What I Thought Was True
Why don’t I have any representation in the cabinets and refrigerator? There isn’t even any sugar or flour . . . and absolutely nothing left over from my baking spree.
Mostly, I acknowledge, because I really don’t care. I love food, but shopping for it is one chore that Mom and Grandpa and Nic do that I am happy to hand over to them.
But that means there’s nothing to drown my sorrows in. I mean, sure, I like vegetables, but who sits on the couch in their robe and eats half a dozen pickling cucumbers and a tomato?
Grandpa chuckles at the rapt expression on Emory’s face as Peter Pan duels with Captain Hook. He scrapes the bottom of his grapefruit clean and prepares to fill it with Raisin Bran.
“Girls talk too much,” Peter complains on screen.
“You think so, Peter? Maybe that’s because boys never explain,” I say back. “So we have to talk because they’re too busy being idiots who give us the silent treatment.”

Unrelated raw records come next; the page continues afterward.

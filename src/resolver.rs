//! Signature resolver: claims queued signatures, fetches full transaction
//! payloads over HTTP JSON-RPC, and persists them into `tx_raw`.
//!
//! Multiple resolver instances are safe: the claim is a single guarded
//! UPDATE, and the raw insert is conflict-ignored. A signature whose fetch
//! keeps failing is parked as `error` after the retry budget.

use crate::config::AppConfig;
use crate::rpc::RpcClient;
use crate::{db, store, supervisor, BoxError};
use rusqlite::Connection;
use serde_json::Value;
use std::sync::Arc;
use tokio::sync::watch;

const IDLE_SECS: f64 = 1.0;
const FAILURE_SECS: f64 = 0.5;

pub async fn run(cfg: Arc<AppConfig>, mut shutdown: watch::Receiver<bool>) -> Result<(), BoxError> {
    let mut conn = db::open(&cfg.db_path)?;
    let rpc = RpcClient::new(&cfg.rpc_http)?;
    log::info!("resolver: polling tx_queue and resolving into tx_raw");

    loop {
        if *shutdown.borrow() {
            return Ok(());
        }

        let Some(claimed) = store::queue::claim_next(&conn)? else {
            if supervisor::idle(&mut shutdown, IDLE_SECS).await {
                return Ok(());
            }
            continue;
        };

        match rpc.get_transaction(&claimed.signature).await {
            Ok(payload) => {
                let slot = claimed
                    .slot
                    .or_else(|| payload.pointer("/result/slot").and_then(Value::as_i64))
                    .unwrap_or(0);
                persist_resolved(&mut conn, &claimed.signature, slot, &payload)?;
            }
            Err(e) => {
                log::warn!("resolver: fetch failed for {}: {}", claimed.signature, e);
                store::queue::mark_failed(
                    &conn,
                    &claimed.signature,
                    &e.to_string(),
                    cfg.resolver_max_retries,
                )?;
                if supervisor::idle(&mut shutdown, FAILURE_SECS).await {
                    return Ok(());
                }
            }
        }
    }
}

/// Store the payload and flip the queue row to `resolved` atomically, so a
/// crash between the two cannot strand a resolved payload in `resolving`.
fn persist_resolved(
    conn: &mut Connection,
    signature: &str,
    slot: i64,
    payload: &Value,
) -> Result<(), rusqlite::Error> {
    let body = payload.to_string();
    let tx = conn.transaction()?;
    store::raw::insert(&tx, signature, slot, &body)?;
    store::queue::mark_resolved(&tx, signature)?;
    tx.commit()
}

#[cfg(test)]
mod tests {
    use super::*;
    use tempfile::NamedTempFile;

    #[test]
    fn test_persist_resolved_is_atomic_and_idempotent() {
        let temp = NamedTempFile::new().unwrap();
        let mut conn = db::open_and_migrate(temp.path().to_str().unwrap()).unwrap();

        store::queue::enqueue(&conn, "sig1", None, Some(7), 100).unwrap();
        store::queue::claim_next(&conn).unwrap().unwrap();

        let payload = serde_json::json!({"result": {"slot": 7, "meta": {}}});
        persist_resolved(&mut conn, "sig1", 7, &payload).unwrap();

        let status: String = conn
            .query_row("SELECT status FROM tx_queue WHERE signature = 'sig1'", [], |r| {
                r.get(0)
            })
            .unwrap();
        assert_eq!(status, "resolved");

        let stored: String = conn
            .query_row("SELECT payload FROM tx_raw WHERE signature = 'sig1'", [], |r| {
                r.get(0)
            })
            .unwrap();
        let roundtrip: Value = serde_json::from_str(&stored).unwrap();
        assert_eq!(roundtrip, payload);

        // A second resolution of the same signature is conflict-ignored
        persist_resolved(&mut conn, "sig1", 7, &payload).unwrap();
        let count: i64 = conn
            .query_row("SELECT COUNT(*) FROM tx_raw", [], |r| r.get(0))
            .unwrap();
        assert_eq!(count, 1);
    }
}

Grandpa shoots me an amused look. Then he grins in that same “those young people and their silly antics” way Mrs. Ellington did.
I stomp into my room, throw myself face-first on my bed. Which really isn’t built for that particular cliché and shudders under me, letting out a squawk. Next thing you know I’ll be sliding down the wall of our shower, sobbing and singing depressing pop songs into my shampoo bottle.
I scrub my face with my hands. Maybe Spence Channing has the right idea. Maybe “just sex” is the safest way to go. Because these . . . feelings . . . hurt. I thought . . . I don’t know what I thought, but I felt like something had changed. That Cass and I had finally moved beyond . . . well, just beyond. Whether it was smart or not.
And it probably wasn’t smart.
No, it definitely wasn’t.
Not when I don’t even know which Cass is true.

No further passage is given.